** Data for this exercise follows **
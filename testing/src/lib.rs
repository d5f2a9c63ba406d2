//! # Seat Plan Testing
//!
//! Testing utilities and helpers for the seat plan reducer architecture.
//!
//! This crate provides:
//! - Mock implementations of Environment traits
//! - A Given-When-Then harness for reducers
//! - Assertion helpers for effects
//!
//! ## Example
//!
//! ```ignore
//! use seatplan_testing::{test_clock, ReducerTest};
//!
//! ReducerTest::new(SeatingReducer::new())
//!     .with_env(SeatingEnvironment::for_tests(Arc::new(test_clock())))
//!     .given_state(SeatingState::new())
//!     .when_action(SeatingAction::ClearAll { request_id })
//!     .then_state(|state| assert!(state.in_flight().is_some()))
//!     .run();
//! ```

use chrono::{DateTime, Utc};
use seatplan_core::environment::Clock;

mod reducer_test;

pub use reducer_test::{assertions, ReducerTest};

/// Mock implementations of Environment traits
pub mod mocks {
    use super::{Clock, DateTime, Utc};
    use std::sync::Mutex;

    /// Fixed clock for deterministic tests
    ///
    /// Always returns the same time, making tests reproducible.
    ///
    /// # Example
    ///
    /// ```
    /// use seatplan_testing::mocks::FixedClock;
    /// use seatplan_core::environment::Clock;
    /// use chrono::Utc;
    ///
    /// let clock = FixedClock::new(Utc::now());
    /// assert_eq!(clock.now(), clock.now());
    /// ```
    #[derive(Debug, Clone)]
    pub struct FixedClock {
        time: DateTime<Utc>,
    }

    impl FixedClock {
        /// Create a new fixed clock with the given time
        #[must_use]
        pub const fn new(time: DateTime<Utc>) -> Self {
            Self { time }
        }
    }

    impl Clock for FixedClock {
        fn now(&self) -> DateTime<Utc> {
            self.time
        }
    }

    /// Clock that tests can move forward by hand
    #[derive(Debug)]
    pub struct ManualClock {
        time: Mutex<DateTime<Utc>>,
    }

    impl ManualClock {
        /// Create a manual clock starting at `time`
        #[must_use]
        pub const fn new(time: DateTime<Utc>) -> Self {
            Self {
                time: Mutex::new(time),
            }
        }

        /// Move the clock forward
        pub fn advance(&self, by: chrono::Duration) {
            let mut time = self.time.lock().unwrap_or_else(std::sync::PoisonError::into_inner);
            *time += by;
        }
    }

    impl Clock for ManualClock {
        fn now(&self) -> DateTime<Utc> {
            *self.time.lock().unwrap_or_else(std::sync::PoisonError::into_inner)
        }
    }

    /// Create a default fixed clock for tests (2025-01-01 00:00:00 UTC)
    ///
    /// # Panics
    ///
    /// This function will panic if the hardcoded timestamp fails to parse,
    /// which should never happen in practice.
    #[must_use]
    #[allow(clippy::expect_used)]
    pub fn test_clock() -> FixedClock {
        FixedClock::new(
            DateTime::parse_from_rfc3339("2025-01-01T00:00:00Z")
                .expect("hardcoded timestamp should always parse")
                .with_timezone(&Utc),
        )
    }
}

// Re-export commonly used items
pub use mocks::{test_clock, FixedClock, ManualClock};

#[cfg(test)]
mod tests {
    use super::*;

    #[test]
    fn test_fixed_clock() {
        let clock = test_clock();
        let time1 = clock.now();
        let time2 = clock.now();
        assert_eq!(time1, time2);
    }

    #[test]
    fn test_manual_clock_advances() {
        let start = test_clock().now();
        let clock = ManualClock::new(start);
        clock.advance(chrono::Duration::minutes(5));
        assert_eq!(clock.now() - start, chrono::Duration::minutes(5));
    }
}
** End of Data for this exercise **
*Task*
An exact copy of all the records above is the required answer.

*Result of the exercise*
filename testing/src/lib.rs
repository d5f2a9c63ba406d2
//! # Seat Plan Testing
//!
//! Testing utilities and helpers for the seat plan reducer architecture.
//!
//! This crate provides:
//! - Mock implementations of Environment traits
//! - A Given-When-Then harness for reducers
//! - Assertion helpers for effects
//!
//! ## Example
//!
//! ```ignore
//! use seatplan_testing::{test_clock, ReducerTest};
//!
//! ReducerTest::new(SeatingReducer::new())
//!     .with_env(SeatingEnvironment::for_tests(Arc::new(test_clock())))
//!     .given_state(SeatingState::new())
//!     .when_action(SeatingAction::ClearAll { request_id })
//!     .then_state(|state| assert!(state.in_flight().is_some()))
//!     .run();
//! ```

use chrono::{DateTime, Utc};
use seatplan_core::environment::Clock;

mod reducer_test;

pub use reducer_test::{assertions, ReducerTest};

/// Mock implementations of Environment traits
pub mod mocks {
    use super::{Clock, DateTime, Utc};
    use std::sync::Mutex;

    /// Fixed clock for deterministic tests
    ///
    /// Always returns the same time, making tests reproducible.
    ///
    /// # Example
    ///
    /// ```
    /// use seatplan_testing::mocks::FixedClock;
    /// use seatplan_core::environment::Clock;
    /// use chrono::Utc;
    ///
    /// let clock = FixedClock::new(Utc::now());
    /// assert_eq!(clock.now(), clock.now());
    /// ```
    #[derive(Debug, Clone)]
    pub struct FixedClock {
        time: DateTime<Utc>,
    }

    impl FixedClock {
        /// Create a new fixed clock with the given time
        #[must_use]
        pub const fn new(time: DateTime<Utc>) -> Self {
            Self { time }
        }
    }

    impl Clock for FixedClock {
        fn now(&self) -> DateTime<Utc> {
            self.time
        }
    }

    /// Clock that tests can move forward by hand
    #[derive(Debug)]
    pub struct ManualClock {
        time: Mutex<DateTime<Utc>>,
    }

    impl ManualClock {
        /// Create a manual clock starting at `time`
        #[must_use]
        pub const fn new(time: DateTime<Utc>) -> Self {
            Self {
                time: Mutex::new(time),
            }
        }

        /// Move the clock forward
        pub fn advance(&self, by: chrono::Duration) {
            let mut time = self.time.lock().unwrap_or_else(std::sync::PoisonError::into_inner);
            *time += by;
        }
    }

    impl Clock for ManualClock {
        fn now(&self) -> DateTime<Utc> {
            *self.time.lock().unwrap_or_else(std::sync::PoisonError::into_inner)
        }
    }

    /// Create a default fixed clock for tests (2025-01-01 00:00:00 UTC)
    ///
    /// # Panics
    ///
    /// This function will panic if the hardcoded timestamp fails to parse,
    /// which should never happen in practice.
    #[must_use]
    #[allow(clippy::expect_used)]
    pub fn test_clock() -> FixedClock {
        FixedClock::new(
            DateTime::parse_from_rfc3339("2025-01-01T00:00:00Z")
                .expect("hardcoded timestamp should always parse")
                .with_timezone(&Utc),
        )
    }
}

// Re-export commonly used items
pub use mocks::{test_clock, FixedClock, ManualClock};

#[cfg(test)]
mod tests {
    use super::*;

    #[test]
    fn test_fixed_clock() {
        let clock = test_clock();
        let time1 = clock.now();
        let time2 = clock.now();
        assert_eq!(time1, time2);
    }

    #[test]
    fn test_manual_clock_advances() {
        let start = test_clock().now();
        let clock = ManualClock::new(start);
        clock.advance(chrono::Duration::minutes(5));
        assert_eq!(clock.now() - start, chrono::Duration::minutes(5));
    }
}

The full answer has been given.